But, then the Christian comes along and tells the Greek person, “Have you heard about Jesus Christ of Nazareth? He was sent by God to rescue the world from sins.” And the Greeks were well acquainted with sin and had many different ideas that dealt with the way that sin effects the immortal soul and all of that, much like Christians do. They wouldn’t have all agreed on every sinful act, but they were well aware that they were all immoral to some degree.
So, they liked the idea of Jesus and wanted to hear more. And so, the Christian says, “Yeah, you and I are under God’s wrath because we have sinned against Him.” And no one wants to be under the wrath of God, so the Greek wants to hear more. So, then you say, “God sent His son Jesus to die for our sins so that we don’t have to die for sins.” And the Greek thinks, “Well I don’t want to die,” and he wants to hear more.
And so you tell the Greek that Jesus rose from the dead and ascended to the right hand of the Father, God and that if we submit our lives to Him, we can come back from the dead when we die too.
And the Greek man loses it! He loses it, because in his mind he sees the bloody and decaying corpse on the side of the road being animated back to life and walking again. He pictures something more like a zombie than a resurrection of glory.
So, this is the problem. The Greek divides the soul from the body—the tangible from the intangible—and thus, either way he can look at the idea of ressurection, he fails. On one hand, he cannot grasp the idea of a physical resurrection because it’s too morose. On the other hand, he sees the soul as an immortal etherial being with no physical form.
And that’s not much different than our society. Most people believe that there is a strict separation between the spiritual and the physical. Many people who profess the be Christians believe that heaven is a purely spiritual place where you will have no physical form, but float around as a spirit.
What does the Bible teach?
I’ll tell you the short story and then we’ll unpack it from 1 Corinthians 15.
In short the Bible teaches that a whole person is both physical and spiritual and neither one without the other. But, humans are sinful and sin deadens the spiritual part of a person. Humanity has tried many things to try to liven their spirits. We have tried to follow rules and religious regimens. We have tried to find spirituality by worshipping the gods of the world, who Paul referenced in chapter 10 of 1 Corinthians.
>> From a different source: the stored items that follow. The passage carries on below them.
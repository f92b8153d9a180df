//! Best-effort inspection of bearer tokens.
//!
//! Tokens are opaque to the client. When one happens to be a JWT carrying an
//! `exp` claim, the session store uses it to skip a round trip for a token
//! that is already expired. Signatures are never checked here; the server
//! stays the only authority.

use chrono::{DateTime, TimeZone, Utc};
use jsonwebtoken::{decode, Algorithm, DecodingKey, Validation};
use serde::Deserialize;

#[derive(Debug, Deserialize)]
struct Claims {
    exp: Option<i64>,
}

/// Expiry encoded in the token, if it is a JWT with an `exp` claim
pub fn token_expiry(token: &str) -> Option<DateTime<Utc>> {
    let mut validation = Validation::new(Algorithm::HS256);
    validation.insecure_disable_signature_validation();
    validation.validate_exp = false;
    validation.validate_aud = false;
    validation.required_spec_claims.clear();

    let data = decode::<Claims>(token, &DecodingKey::from_secret(&[]), &validation).ok()?;
    Utc.timestamp_opt(data.claims.exp?, 0).single()
}

/// True only when the token states an expiry that has passed
pub fn is_expired(token: &str, now: DateTime<Utc>) -> bool {
    token_expiry(token).is_some_and(|exp| exp <= now)
}

#[cfg(test)]
mod tests {
    use super::*;
    use chrono::Duration;
    use jsonwebtoken::{encode, EncodingKey, Header};
    use serde::Serialize;

    #[derive(Serialize)]
    struct TestClaims {
        sub: String,
        exp: i64,
    }

    fn jwt(exp: i64) -> String {
        encode(
            &Header::default(),
            &TestClaims {
                sub: "user-1".into(),
                exp,
            },
            &EncodingKey::from_secret(b"server-secret"),
        )
        .unwrap()
    }

    #[test]
    fn reads_expiry_without_the_secret() {
        let now = Utc::now();
        let token = jwt((now + Duration::hours(24)).timestamp());
        assert!(!is_expired(&token, now));
        assert_eq!(
            token_expiry(&token).map(|exp| exp.timestamp()),
            Some((now + Duration::hours(24)).timestamp())
        );

        let stale = jwt((now - Duration::hours(1)).timestamp());
        assert!(is_expired(&stale, now));
    }

    #[test]
    fn opaque_tokens_never_count_as_expired() {
        assert_eq!(token_expiry("not-a-jwt"), None);
        assert!(!is_expired("not-a-jwt", Utc::now()));
    }
}
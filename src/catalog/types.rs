//! Product and category types

use std::collections::BTreeMap;
use std::fmt;
use std::str::FromStr;

use chrono::NaiveDateTime;
use rust_decimal::Decimal;
use serde::{Deserialize, Serialize};

/// Product category tag.
///
/// Tags the client does not know yet are kept verbatim in `Other`.
#[derive(Debug, Clone, PartialEq, Eq, Hash, Serialize, Deserialize)]
#[serde(from = "String", into = "String")]
pub enum Category {
    Extensions,
    Wigs,
    Bundles,
    Closures,
    HairCare,
    Accessories,
    Other(String),
}

impl Category {
    /// Every category the storefront offers as a filter
    pub const ALL: [Category; 6] = [
        Category::Extensions,
        Category::Wigs,
        Category::Bundles,
        Category::Closures,
        Category::HairCare,
        Category::Accessories,
    ];

    /// Wire tag, e.g. `hair_care`
    pub fn as_str(&self) -> &str {
        match self {
            Self::Extensions => "extensions",
            Self::Wigs => "wigs",
            Self::Bundles => "bundles",
            Self::Closures => "closures",
            Self::HairCare => "hair_care",
            Self::Accessories => "accessories",
            Self::Other(tag) => tag,
        }
    }

    /// Human readable label
    pub fn label(&self) -> &str {
        match self {
            Self::Extensions => "Extensions",
            Self::Wigs => "Wigs",
            Self::Bundles => "Bundles",
            Self::Closures => "Closures",
            Self::HairCare => "Hair Care",
            Self::Accessories => "Accessories",
            Self::Other(tag) => tag,
        }
    }
}

impl From<String> for Category {
    fn from(tag: String) -> Self {
        match tag.as_str() {
            "extensions" => Self::Extensions,
            "wigs" => Self::Wigs,
            "bundles" => Self::Bundles,
            "closures" => Self::Closures,
            "hair_care" => Self::HairCare,
            "accessories" => Self::Accessories,
            _ => Self::Other(tag),
        }
    }
}

impl From<Category> for String {
    fn from(category: Category) -> Self {
        match category {
            Category::Other(tag) => tag,
            known => known.as_str().to_string(),
        }
    }
}

impl FromStr for Category {
    type Err = std::convert::Infallible;

    fn from_str(s: &str) -> Result<Self, Self::Err> {
        Ok(Self::from(s.trim().to_ascii_lowercase().replace([' ', '-'], "_")))
    }
}

impl fmt::Display for Category {
    fn fmt(&self, f: &mut fmt::Formatter<'_>) -> fmt::Result {
        f.write_str(self.as_str())
    }
}

fn default_true() -> bool {
    true
}

/// A product listed in the catalog
#[derive(Debug, Clone, PartialEq, Serialize, Deserialize)]
pub struct Product {
    pub id: String,
    pub name: String,
    #[serde(default)]
    pub description: String,
    pub price: Decimal,
    pub category: Category,
    #[serde(default)]
    pub subcategory: Option<String>,
    #[serde(default)]
    pub images: Vec<String>,
    /// Free-form attributes such as length, color or texture
    #[serde(default)]
    pub attributes: BTreeMap<String, serde_json::Value>,
    #[serde(default)]
    pub stock_quantity: i64,
    #[serde(default = "default_true")]
    pub is_active: bool,
    #[serde(default)]
    pub created_at: Option<NaiveDateTime>,
}

impl Product {
    pub fn in_stock(&self) -> bool {
        self.stock_quantity > 0
    }

    /// First image, used as the listing thumbnail
    pub fn primary_image(&self) -> Option<&str> {
        self.images.first().map(String::as_str)
    }

    /// An attribute rendered as text, whatever JSON type it was sent as
    pub fn attribute(&self, name: &str) -> Option<String> {
        self.attributes.get(name).map(|value| match value {
            serde_json::Value::String(text) => text.clone(),
            other => other.to_string(),
        })
    }
}

/// `{ "message": ... }` answers
#[derive(Debug, Clone, Serialize, Deserialize)]
pub struct MessageResponse {
    pub message: String,
}

#[cfg(test)]
mod tests {
    use super::*;
    use chrono::NaiveDate;
    use serde_json::json;

    #[test]
    fn category_tags() {
        assert_eq!("hair care".parse::<Category>().unwrap(), Category::HairCare);
        assert_eq!("Wigs".parse::<Category>().unwrap(), Category::Wigs);
        assert_eq!(
            "toppers".parse::<Category>().unwrap(),
            Category::Other("toppers".into())
        );
        assert_eq!(Category::HairCare.to_string(), "hair_care");
    }

    #[test]
    fn product_from_server_payload() {
        let product: Product = serde_json::from_value(json!({
            "id": "p1",
            "name": "Lace Front Wig - Natural Look",
            "description": "Premium lace front wig",
            "price": 199.99,
            "category": "wigs",
            "subcategory": "lace_front",
            "images": ["https://img.example.com/wig.jpg"],
            "attributes": {"length": "16 inches", "cap_size": "Medium"},
            "stock_quantity": 25,
            "is_active": true,
            "created_at": "2024-05-01T10:00:00"
        }))
        .unwrap();

        assert_eq!(product.category, Category::Wigs);
        assert_eq!(product.price, Decimal::new(19999, 2));
        assert_eq!(product.attribute("length").as_deref(), Some("16 inches"));
        assert_eq!(product.primary_image(), Some("https://img.example.com/wig.jpg"));
        assert!(product.in_stock());
        assert_eq!(
            product.created_at,
            NaiveDate::from_ymd_opt(2024, 5, 1).and_then(|day| day.and_hms_opt(10, 0, 0))
        );

        let value = serde_json::to_value(&product).unwrap();
        assert_eq!(value["category"], "wigs");
        assert_eq!(value["created_at"], "2024-05-01T10:00:00");
    }
}
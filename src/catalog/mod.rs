//! Product catalog

mod types;

use log::debug;

use crate::auth::SessionStore;
use crate::error::Result;
use crate::fetch::{endpoint, Fetch};

pub use types::*;

/// Client for the product endpoints.
///
/// They are public, but a signed-in session still sends its token.
#[derive(Clone)]
pub struct CatalogClient {
    session: SessionStore,
}

impl CatalogClient {
    pub fn new(session: SessionStore) -> Self {
        Self { session }
    }

    /// List products, optionally restricted to one category
    pub async fn list(&self, category: Option<&Category>) -> Result<Vec<Product>> {
        let url = endpoint(self.session.base_url(), &["products"])?;

        let mut request = self
            .session
            .authorize_optional(Fetch::get(self.session.client(), &url));
        if let Some(category) = category {
            request = request.query("category", category);
        }

        let products = request.execute::<Vec<Product>>().await?;
        debug!(
            "listed {} products (category: {})",
            products.len(),
            category.map_or("all", Category::as_str)
        );
        Ok(products)
    }

    /// Fetch one product
    pub async fn get(&self, product_id: &str) -> Result<Product> {
        let url = endpoint(self.session.base_url(), &["products", product_id])?;
        self.session
            .authorize_optional(Fetch::get(self.session.client(), &url))
            .execute::<Product>()
            .await
    }

    /// Ask the backend to load its sample products. Safe to repeat.
    pub async fn seed(&self) -> Result<String> {
        let url = endpoint(self.session.base_url(), &["init-data"])?;
        let response = self
            .session
            .authorize_optional(Fetch::post(self.session.client(), &url))
            .execute::<MessageResponse>()
            .await?;
        debug!("seed: {}", response.message);
        Ok(response.message)
    }
}
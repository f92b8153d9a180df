//! Types for authentication and user management

use chrono::NaiveDateTime;
use serde::{Deserialize, Serialize};

fn default_true() -> bool {
    true
}

/// User data as returned by the storefront API
#[derive(Debug, Clone, PartialEq, Serialize, Deserialize)]
pub struct User {
    /// The user ID
    pub id: String,

    /// The user's email address
    pub email: String,

    /// Given name
    pub first_name: String,

    /// Family name
    pub last_name: String,

    /// The creation time
    #[serde(default)]
    pub created_at: Option<NaiveDateTime>,

    /// Whether the account is active
    #[serde(default = "default_true")]
    pub is_active: bool,
}

impl User {
    /// "First Last", trimmed when either part is empty
    pub fn full_name(&self) -> String {
        format!("{} {}", self.first_name, self.last_name)
            .trim()
            .to_string()
    }
}

/// Credentials for `POST /api/auth/login`
#[derive(Debug, Clone, Serialize)]
pub struct LoginRequest {
    pub email: String,
    pub password: String,
}

/// Successful login answer
#[derive(Debug, Clone, Serialize, Deserialize)]
pub struct LoginResponse {
    /// The bearer token
    pub access_token: String,

    /// The token type, normally `bearer`
    #[serde(default)]
    pub token_type: Option<String>,

    /// The signed-in user
    pub user: User,
}

/// Fields for `POST /api/auth/register`
#[derive(Debug, Clone, Default, Serialize)]
pub struct RegisterRequest {
    pub email: String,
    pub password: String,
    pub first_name: String,
    pub last_name: String,
}

impl RegisterRequest {
    pub fn new(email: &str, password: &str, first_name: &str, last_name: &str) -> Self {
        Self {
            email: email.to_string(),
            password: password.to_string(),
            first_name: first_name.to_string(),
            last_name: last_name.to_string(),
        }
    }
}
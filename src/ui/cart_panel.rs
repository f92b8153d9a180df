//! Slide-out cart: rendered lines, footer total and checkout

use std::collections::HashMap;

use rust_decimal::Decimal;

use crate::cart::CartStore;
use crate::catalog::Product;
use crate::orders::{Order, OrdersClient, ShippingAddress};
use crate::ui::Notifications;

/// One rendered cart row
#[derive(Debug, Clone, PartialEq)]
pub struct CartLine {
    pub product_id: String,
    /// Product name, when the product has been seen in the catalog
    pub name: Option<String>,
    pub quantity: u32,
    pub price: Decimal,
    pub subtotal: Decimal,
}

impl CartLine {
    pub fn title(&self) -> &str {
        self.name.as_deref().unwrap_or(&self.product_id)
    }
}

/// Slide-out cart: open state, rendered lines and the actions it offers
pub struct CartPanel {
    cart: CartStore,
    orders: OrdersClient,
    notifications: Notifications,
    open: bool,
    names: HashMap<String, String>,
}

impl CartPanel {
    pub fn new(cart: CartStore, orders: OrdersClient, notifications: Notifications) -> Self {
        Self {
            cart,
            orders,
            notifications,
            open: false,
            names: HashMap::new(),
        }
    }

    pub fn open(&mut self) {
        self.open = true;
    }

    pub fn close(&mut self) {
        self.open = false;
    }

    pub fn toggle(&mut self) {
        self.open = !self.open;
    }

    pub fn is_open(&self) -> bool {
        self.open
    }

    /// Learn product names so lines can show them
    pub fn remember_products(&mut self, products: &[Product]) {
        for product in products {
            self.names.insert(product.id.clone(), product.name.clone());
        }
    }

    /// Rows exactly as last reported by the server
    pub fn lines(&self) -> Vec<CartLine> {
        self.cart
            .cart()
            .map(|cart| {
                cart.items
                    .iter()
                    .map(|item| CartLine {
                        product_id: item.product_id.clone(),
                        name: self.names.get(&item.product_id).cloned(),
                        quantity: item.quantity,
                        price: item.price,
                        subtotal: item.subtotal(),
                    })
                    .collect()
            })
            .unwrap_or_default()
    }

    /// Server total with two decimals, e.g. `20.00`
    pub fn footer_total(&self) -> String {
        format!("{:.2}", self.cart.total())
    }

    pub fn is_empty(&self) -> bool {
        !self.cart.cart().is_some_and(|cart| !cart.is_empty())
    }

    pub fn badge_count(&self) -> u32 {
        self.cart.item_count()
    }

    pub async fn refresh(&mut self) -> bool {
        match self.cart.refresh().await {
            Ok(_) => true,
            Err(err) => {
                self.notifications.report(&err);
                false
            }
        }
    }

    pub async fn add(&mut self, product_id: &str, quantity: u32) -> bool {
        match self.cart.add(product_id, quantity).await {
            Ok(_) => {
                self.notifications.success("Added to cart");
                true
            }
            Err(err) => {
                self.notifications.report(&err);
                false
            }
        }
    }

    pub async fn remove(&mut self, product_id: &str) -> bool {
        match self.cart.remove(product_id).await {
            Ok(_) => {
                self.notifications.info("Removed from cart");
                true
            }
            Err(err) => {
                self.notifications.report(&err);
                false
            }
        }
    }

    /// Place an order for the current cart, then refetch the (now empty) cart
    pub async fn checkout(
        &mut self,
        shipping_address: ShippingAddress,
        payment_method: &str,
    ) -> Option<Order> {
        let cart = match self.cart.cart() {
            Some(cart) if !cart.is_empty() => cart,
            _ => {
                self.notifications.error("Your cart is empty");
                return None;
            }
        };

        match self
            .orders
            .checkout(&cart, shipping_address, payment_method)
            .await
        {
            Ok(order) => {
                self.notifications
                    .success(format!("Order {} placed", order.id));
                if let Err(err) = self.cart.refresh().await {
                    self.notifications.report(&err);
                }
                self.close();
                Some(order)
            }
            Err(err) => {
                self.notifications.report(&err);
                None
            }
        }
    }
}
We have tried to search for spirituality deep within ourselves. But, none of that works to accomplish anything truly spiritual in any lasting way, because none of those efforts do anything to deal with the root problem that is the sin of humankind.
So then, Jesus came to deal with sin once and for all time. In his death we receive forgiveness of sins and in his resurrection we receive the promise of our own resurrection. And again, resurrection doesn’t mean that our old dead bodies are animated again to life. It means that we are made whole like humanity was designed to be, perfect in physical form and perfect spiritually.
And that might seem foreign to you that resurrection could mean something spiritual, because you probably are highly influenced by Plutonian metaphysics even though you may not really know that that means, because you probably believe that there is a difference between the spiritual and the physical just like the ancient Greeks.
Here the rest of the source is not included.